9月11日の「ブラタモリ」は松本城だった。
家人曰く「内容が薄かった」。私も同感だが、それはたまたま松本城に関する諸々を知ってしまったからなのかもしれない。
あの月見櫓で市役所の女子職員を御殿女中に見立てて月見の宴をした市長がいた(過去30年ではなく、もっと昔の話)こと、保存運動の結果、天守が残ったこと、沼地に松の丸太が何百本も放り込まれてその上に城が建っていることなど、お城には面白い話がたくさんある。
女鳥羽川を天然の堀として活用するために流路を変えた話は予想通りブラタモリで取り上げられたが、「お城の近くで直角にコースを変えるのは天然のままか人の手が加わったか分からない」という扱いだったのは意外だった。

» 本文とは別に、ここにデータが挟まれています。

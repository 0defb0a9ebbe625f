//! Roster loader: the list of subjects to crawl.
//!
//! CSV with a header row; `user_name` and `user_id` are required, every other
//! `SubjectOptions` column (`filter`, `followers_count`, ...) is optional.
//!
//! ```text
//! user_name,user_id,filter
//! 宁静,1234567890,1
//! ```

use crate::models::{Subject, SubjectOptions};
use anyhow::{Context, Result};
use std::path::Path;
use tracing::{info, warn};

/// Load and validate a roster. Bad rows are logged and skipped; duplicate ids
/// keep their first row.
pub fn load_roster(path: &Path) -> Result<Vec<Subject>> {
    let reader = csv::ReaderBuilder::new()
        .has_headers(true)
        .flexible(true)
        .trim(csv::Trim::All)
        .from_path(path)
        .with_context(|| format!("Opening roster {:?}", path))?;

    let subjects = read_roster(reader)?;
    info!("{:?}: {} subjects", path, subjects.len());
    Ok(subjects)
}

fn read_roster<R: std::io::Read>(mut reader: csv::Reader<R>) -> Result<Vec<Subject>> {
    let headers = reader.headers().context("Reading roster header")?.clone();
    let mut subjects: Vec<Subject> = Vec::new();

    for (i, result) in reader.records().enumerate() {
        let row = i + 2; // header is line 1
        let mut record = match result {
            Ok(r) => r,
            Err(e) => {
                warn!("Roster line {}: {}", row, e);
                continue;
            }
        };

        // Short rows leave trailing optional columns out entirely.
        while record.len() < headers.len() {
            record.push_field("");
        }

        let opts: SubjectOptions = match record.deserialize(Some(&headers)) {
            Ok(o) => o,
            Err(e) => {
                warn!("Roster line {}: {}", row, e);
                continue;
            }
        };

        match Subject::new(opts) {
            Ok(s) if subjects.iter().any(|x| x.user_id == s.user_id) => {
                warn!("Roster line {}: duplicate user_id {}, skipped", row, s.user_id);
            }
            Ok(s) => subjects.push(s),
            Err(e) => warn!("Roster line {}: {}", row, e),
        }
    }

    Ok(subjects)
}
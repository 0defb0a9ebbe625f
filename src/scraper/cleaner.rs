use crate::error::ParseError;
use chrono::{NaiveDateTime, TimeDelta};
use regex::Regex;
use ::scraper::Html;
use serde_json::Value;
use std::sync::LazyLock;

// ── Text ──────────────────────────────────────────────────────────────────────

static TAG_RE: LazyLock<Regex> = LazyLock::new(|| Regex::new(r"<[^>]+>").unwrap());
static TOPIC_RE: LazyLock<Regex> = LazyLock::new(|| Regex::new(r"#[^#]+#").unwrap());
static MENTION_RE: LazyLock<Regex> = LazyLock::new(|| Regex::new(r"@[^ ]+ ").unwrap());
static SPACES_RE: LazyLock<Regex> = LazyLock::new(|| Regex::new(r"[ \t]{2,}").unwrap());

/// Characters the mobile API leaks into text that never render.
const INVISIBLE: &[char] = &['\u{200b}', '\u{200c}', '\u{200d}', '\u{2060}', '\u{feff}'];

/// Strip zero-width characters, decode leftovers (U+FFFD) and control bytes.
/// Never fails: anything unrepresentable is dropped.
pub fn sanitize_text(s: &str) -> String {
    s.chars()
        .filter(|c| !INVISIBLE.contains(c))
        .filter(|c| *c != char::REPLACEMENT_CHARACTER)
        .filter(|c| !c.is_control() || *c == '\n' || *c == '\t')
        .collect()
}

/// Render an HTML-bearing field to its text content.
/// `"<a href='/n/x'>@x</a> hi<br />"` → `"@x hi"`
pub fn render_html_text(html: &str) -> String {
    let fragment = Html::parse_fragment(html);
    let text: String = fragment.root_element().text().collect();
    sanitize_text(&text)
}

/// Remove markup, `#topic#` spans and `@mention ` tokens, in that order.
/// Tags go first so a mention or topic hidden inside markup is not left half-removed.
pub fn clean_text(text: &str) -> String {
    let mut current = text.to_string();
    // Removing one pattern can glue together another; stop at the fixpoint.
    for _ in 0..8 {
        let next = clean_once(&current);
        if next == current {
            break;
        }
        current = next;
    }
    current
}

fn clean_once(text: &str) -> String {
    let s = TAG_RE.replace_all(text, "");
    let s = TOPIC_RE.replace_all(&s, "");
    let s = MENTION_RE.replace_all(&s, "");
    let s = SPACES_RE.replace_all(&s, " ");
    s.trim().to_string()
}

// ── Counters ──────────────────────────────────────────────────────────────────

/// Parse an engagement counter as the mobile API formats it.
/// "542" → 542 | "1.2万" → 12,000 | "3万+" → 30,000 | "1.5亿" → 150,000,000
///
/// The "+" form is a lower bound upstream; it is read as the bound itself.
pub fn parse_counter(s: &str) -> Result<u64, ParseError> {
    let trimmed = s.trim().replace(',', "");
    let bad = || ParseError::Counter(s.to_string());

    let body = trimmed.strip_suffix('+').unwrap_or(&trimmed);
    let (digits, exp) = if let Some(d) = body.strip_suffix('万') {
        (d, 4)
    } else if let Some(d) = body.strip_suffix('亿') {
        (d, 8)
    } else if body.len() != trimmed.len() {
        // "+" without a unit suffix
        return Err(bad());
    } else {
        return trimmed.parse::<u64>().map_err(|_| bad());
    };

    scale_decimal(digits.trim(), exp).ok_or_else(bad)
}

/// Counters arrive as JSON numbers on most entries and as strings on popular ones.
pub fn parse_counter_value(value: &Value) -> Result<u64, ParseError> {
    match value {
        Value::Number(n) => n
            .as_u64()
            .or_else(|| n.as_f64().filter(|f| f.is_finite() && *f >= 0.0).map(|f| f as u64))
            .ok_or_else(|| ParseError::Counter(n.to_string())),
        Value::String(s) => parse_counter(s),
        other => Err(ParseError::Counter(other.to_string())),
    }
}

/// `digits × 10^exp`, exact, truncating fraction digits beyond `exp`.
fn scale_decimal(digits: &str, exp: u32) -> Option<u64> {
    let (int_part, frac_part) = digits.split_once('.').unwrap_or((digits, ""));
    if int_part.is_empty() && frac_part.is_empty() {
        return None;
    }
    if !int_part.chars().chain(frac_part.chars()).all(|c| c.is_ascii_digit()) {
        return None;
    }

    let int: u64 = if int_part.is_empty() { 0 } else { int_part.parse().ok()? };
    let mut frac = String::from(frac_part);
    frac.truncate(exp as usize);
    while frac.len() < exp as usize {
        frac.push('0');
    }
    let frac: u64 = frac.parse().ok()?;

    int.checked_mul(10u64.pow(exp))?.checked_add(frac)
}

// ── Dates ─────────────────────────────────────────────────────────────────────

const DATE_FMT: &str = "%Y-%m-%d";

/// Turn the relative timestamps of the mobile feed into calendar dates.
///
/// "刚刚" → today | "5分钟前" → now − 5 min | "3小时前" → now − 3 h |
/// "昨天 12:30" → yesterday | "06-01" → "{year}-06-01" | anything else unchanged
pub fn normalize_date(created_at: &str, now: NaiveDateTime) -> Result<String, ParseError> {
    let s = created_at.trim();
    let bad = || ParseError::Date(created_at.to_string());

    let delta = if s.contains("刚刚") {
        TimeDelta::zero()
    } else if let Some(n) = count_before(s, "分钟") {
        TimeDelta::try_minutes(n.ok_or_else(bad)?).ok_or_else(bad)?
    } else if let Some(n) = count_before(s, "小时") {
        TimeDelta::try_hours(n.ok_or_else(bad)?).ok_or_else(bad)?
    } else if s.contains("昨天") {
        TimeDelta::days(1)
    } else if s.matches('-').count() == 1 {
        return Ok(format!("{}-{}", now.format("%Y"), s));
    } else {
        return Ok(s.to_string());
    };

    let then = now.checked_sub_signed(delta).ok_or_else(bad)?;
    Ok(then.format(DATE_FMT).to_string())
}

/// `Some(None)` when the marker is present but the count in front of it is not a number.
fn count_before(s: &str, marker: &str) -> Option<Option<i64>> {
    let idx = s.find(marker)?;
    Some(s[..idx].trim().parse::<u32>().ok().map(i64::from))
}

// ── Tests ─────────────────────────────────────────────────────────────────────

#[cfg(test)]
mod tests {
    use super::*;
    use chrono::NaiveDate;
    use serde_json::json;
    use tokio_test::assert_err;

    fn now() -> NaiveDateTime {
        NaiveDate::from_ymd_opt(2026, 3, 1)
            .unwrap()
            .and_hms_opt(0, 30, 0)
            .unwrap()
    }

    #[test]
    fn test_parse_counter() {
        assert_eq!(parse_counter("1.2万").unwrap(), 12_000);
        assert_eq!(parse_counter("3万+").unwrap(), 30_000);
        assert_eq!(parse_counter("542").unwrap(), 542);
        assert_eq!(parse_counter("0.29万").unwrap(), 2_900);
        assert_eq!(parse_counter("100万+").unwrap(), 1_000_000);
        assert_eq!(parse_counter("1.5亿").unwrap(), 150_000_000);
        assert_eq!(parse_counter(" 1,024 ").unwrap(), 1_024);
        assert_eq!(parse_counter("1.23456万").unwrap(), 12_345);
    }

    #[test]
    fn test_parse_counter_rejects_garbage() {
        for s in ["", "abc", "万", "12+", "1.2.3万", "-5", "转发"] {
            assert!(
                matches!(parse_counter(s), Err(ParseError::Counter(_))),
                "{s:?} should fail"
            );
        }
    }

    #[test]
    fn test_parse_counter_value() {
        assert_eq!(parse_counter_value(&json!(17)).unwrap(), 17);
        assert_eq!(parse_counter_value(&json!("2万")).unwrap(), 20_000);
        assert_err!(parse_counter_value(&json!(null)));
        assert_err!(parse_counter_value(&json!(-3)));
    }

    #[test]
    fn test_clean_text() {
        assert_eq!(clean_text("<b>hi</b> #topic# @user hello"), "hi hello");
        assert_eq!(
            clean_text("<a href=\"/n/x\">@x</a> 转发 #话题#微博"),
            "转发 微博"
        );
    }

    #[test]
    fn test_clean_text_idempotent() {
        for s in [
            "<b>hi</b> #topic# @user hello",
            "#a<i>#</i>b# @@x  y",
            "plain text",
            "<<a>b> @a @b c",
        ] {
            let once = clean_text(s);
            assert_eq!(clean_text(&once), once, "{s:?}");
        }
    }

    #[test]
    fn test_sanitize_text() {
        assert_eq!(sanitize_text("a\u{200b}b\u{feff}c\u{fffd}\u{7}"), "abc");
        assert_eq!(sanitize_text("line\nnext"), "line\nnext");
    }

    #[test]
    fn test_render_html_text() {
        let html = r#"<a href="/n/someone">@someone</a> 早安<br /><span class="url-icon"><img alt="[心]" src="x.png"></span>"#;
        assert_eq!(render_html_text(html), "@someone 早安");
    }

    #[test]
    fn test_normalize_relative_dates() {
        assert_eq!(normalize_date("刚刚", now()).unwrap(), "2026-03-01");
        assert_eq!(normalize_date("20分钟前", now()).unwrap(), "2026-03-01");
        assert_eq!(normalize_date("45分钟前", now()).unwrap(), "2026-02-28");
        assert_eq!(normalize_date("3小时前", now()).unwrap(), "2026-02-28");
        assert_eq!(normalize_date("昨天 23:10", now()).unwrap(), "2026-02-28");
        assert_eq!(normalize_date("06-01", now()).unwrap(), "2026-06-01");
    }

    #[test]
    fn test_normalize_relative_never_after_reference() {
        let reference = now().date();
        for s in ["刚刚", "1分钟前", "59分钟前", "1小时前", "23小时前", "昨天 00:01"] {
            let out = normalize_date(s, now()).unwrap();
            let d = NaiveDate::parse_from_str(&out, DATE_FMT).unwrap();
            assert!(d <= reference, "{s} → {out}");
        }
    }

    #[test]
    fn test_normalize_absolute_unchanged() {
        assert_eq!(normalize_date("2019-11-05", now()).unwrap(), "2019-11-05");
        assert_eq!(
            normalize_date("Sat Feb 28 10:00:00 +0800 2026", now()).unwrap(),
            "Sat Feb 28 10:00:00 +0800 2026"
        );
    }

    #[test]
    fn test_normalize_bad_count() {
        assert!(matches!(
            normalize_date("几分钟前", now()),
            Err(ParseError::Date(_))
        ));
    }
}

もともと川の氾濫が頻繁に起きていたのを、石川数正父子が治水事業を行って暴れ川でなくしたという言い伝えがあり、女鳥羽川沿いに父子を祀った鎮(しずめ)神社という小社があったりする。家康にとっては秀吉のもとに走った裏切り者の数正を祀る神社があるのは驚きだ。松本城の天守は430年前に石川数正父子が建てたもので、そのときに堀や土塁も作り、ついでに女鳥羽川に手を入れたに違いないと思っていたので、ブラタモリは意外だった。
国土地理院の地形図を見ると女鳥羽川と平行して北から南に流れる3本の川がある。城の西側で合流して1本の川となる。大門沢(だいもんざわ)川と言う。松本の町中を流れるうちにかなり深く谷をうがっている。古地図を見ると下級武士が居住していた地区は大門沢川の東にあり、そこから西は町の外だったようだ。
「氾濫に悩まされていた川」は大門沢川であったらしい。現在の大門沢川はそこまで水害のもとになったりはしていない。私は今の女鳥羽川の水の一部が大門沢川に注ぎ込んでいたために、氾濫を繰り返していたのではないかと思っていた。石川数正は女鳥羽川の上流からの水がすべて女鳥羽川に流れるように改修し、城の近傍の女鳥羽川の流路をなめらかな曲線にして掘り下げ川幅を拡げたのではないだろうか。掘り下げた結果として奈良井川からの船が城の近くまで来ることができ、そこに港(船着き場)が作られた。
川は平野部で流路を変えることを何度も繰り返す。地形図を見ると女鳥羽川が盆地に入ってきたところで今の流路より西側に流れる可能性があることがわかる。東西2本の川に分流してもおかしくない。西側の流れは大門沢川に合流する。石川数正が松本に入ったとき、まさにその状態だったと考えられる。
と今まで考えていたのだが、改修前の女鳥羽川は町の地面の高さで流れていたのかもしれない。そうだとしたら、氾濫を繰り返したのは女鳥羽川のほうだったのかもしれない。現在の女鳥羽川の流れは人の手により掘り下げられていることが明らかである。町の平面よりずっと下に水面がある。こうなってみるとちょっとやそっとで氾濫は起きない。また、どうせ掘り下げるのであれば、河道を多少変えても手間が大きく増えるわけではない。岩盤は地面のはるか下なので、掘るのは岩を削るのに比べればずっと楽である。今の女鳥羽川はお城の東側と南側の外堀になるような形で曲がっている。人工的にそうしたようにしか(私には)見えない。
江戸時代の護岸が残っていればいろいろなことがわかるはずだが、残念ながらそれはないらしい。
地形図を眺めていると、こうして妄想がつのってくる。地図遊びはやめられない。